L’immigration des Laotiens au Canada est relativement récente, elle remonte à la fin des années 1970. Après le retrait des troupes américaines du Viêt Nam en mars 1973, l’Asie du Sud-Est continentale (l’ancienne Indochine) est laissée à la merci des forces révolutionnaires de la région. En 1975, au terme d’une guerre civile qui a duré 20 ans, les communistes révolutionnaires du Pathet Lao (État du Laos) prennent le pouvoir, abolissent la monarchie et proclament la République démocratique populaire lao. À l’instar des populations du Viêt Nam et du Cambodge, les Laotiens voient leurs conditions de vie se détériorer. Les anciens cadres civils et militaires sont envoyés dans des camps de travail et leurs familles se voient refuser l’accès à l’emploi et à l’éducation. Ces conditions économiques difficiles, conjuguées au durcissement du régime communiste et aux violations des droits de la personne déclenchent un vaste mouvement migratoire dans la région. Les conditions périlleuses dans lesquelles cette migration s’effectue – comme les Vietnamiens, les Laotiens vont quitter leur pays sur des bateaux de fortune en empruntant d’abord le Mékong, puis la mer de Chine – valent aux réfugiés des pays de l’ancienne Indochine le surnom de « boat people » (réfugiés de la mer). De 1979 à 1982, le Canada accueille près de 8 000 Laotiens. Environ 20 % d’entre eux sont d’origine chinoise. Pris en charge par le gouvernement fédéral et des groupes privés de parrainage, ils sont réinstallés à divers endroits au Canada, mais ils se concentrent aujourd’hui au Québec et en Ontario. Lors du recensement de la population de 2016, 24 590 personnes ont déclaré avoir des origines laotiennes.

Présentation

La République démocratique populaire lao est un état socialiste de l’Asie du Sud-Est créé le 2 décembre 1975. Ce territoire faisait auparavant partie de ce que les Européens appelaient les « Indes orientales », une source importante d’approvisionnement en épices, soie et autres marchandises de traite depuis le 16ᵉ siècle.

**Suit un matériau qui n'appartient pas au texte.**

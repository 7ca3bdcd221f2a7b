//! Error types for wavstream

use std::path::PathBuf;
use std::time::Duration;
use thiserror::Error;

#[derive(Error, Debug)]
pub enum WavPlayerError {
    #[error("File not found: {}", .0.display())]
    FileNotFound(PathBuf),

    #[error("WAV format error: {0}")]
    Format(String),

    #[error("IO error: {0}")]
    Io(#[from] std::io::Error),

    #[error("Audio device error: {0}")]
    AudioDevice(String),

    #[error("Playback did not drain within {0:?}")]
    DrainTimeout(Duration),

    #[error("Configuration error: {0}")]
    Configuration(String),

    #[error("Engine error: {0}")]
    Engine(String),
}

pub type Result<T> = std::result::Result<T, WavPlayerError>;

La colonisation de l’Asie du Sud par la France commence par la conquête de Saïgon (aujourd’hui Hô Chi Minh-Ville, au Viêt Nam) en 1859. Cette première étape marque la création de l’Indochine française. La région intéresse beaucoup les Français, car le fleuve Mékong constitue la porte d’entrée pour la Chine. En 1886, la France signe une convention avec le royaume de Siam (Thaïlande), dont le Laos était alors vassal, afin de favoriser l’essor commercial, mais l’année suivante, elle revendique ce royaume, car il est tributaire du Viêt Nam, pays déjà sous contrôle français. En 1893, le Siam renonce, au profit de la France, à tous ses territoires situés à l’est du Mékong et tous les territoires laotiens sont regroupés pour ne former qu’une seule unité administrative. La France investit peu dans ses nouvelles colonies, le gouvernement colonial en place dispose d’un personnel restreint et la cour royale gère ses propres affaires pendant que les territoires sont administrés par les fonctionnaires vietnamiens. Afin de soustraire les Laotiens à l’influence siamoise pendant les années 1930 et 1940, une petite élite laotienne ayant reçu une éducation française défend l’utilisation de la langue laotienne, fait la promotion de la littérature de ce pays, est à l’origine de la rédaction des premiers livres d’histoire laotienne et instaure des instituts bouddhistes.

La Deuxième Guerre mondiale ébranle la suprématie française et renforce le sentiment nationaliste au Laos. Les Japonais occupent l’Indochine française au mois de mars 1945 et offrent certaines régions du Laos à la Thaïlande. Ils obligent le roi Sisavangvong du Laos à proclamer l’indépendance de son pays, mais en septembre 1945, au lendemain de la reddition japonaise, le roi décide de rétablir le protectorat français. Le premier ministre et vice-roi héréditaire, le prince Phetsarath, chef du mouvement d’indépendance nationale Lao Issara (Laos libre), proclame l’indépendance d’un Laos unifié le 7 octobre. Le roi destitue son premier ministre, mais un gouvernement provisoire crée une chambre des représentants qui, le 20 octobre, destitue à son tour le roi et place Phetsarath à la tête du gouvernement. Prisonnier dans son palais, le roi abdique le 10 novembre. Quelques semaines plus tard, à l’hiver 1946, les Français envahissent le Laos, reprennent les villes contrôlées par les indépendantistes et réinstallent le roi sur le trône à titre de monarque constitutionnel du Laos.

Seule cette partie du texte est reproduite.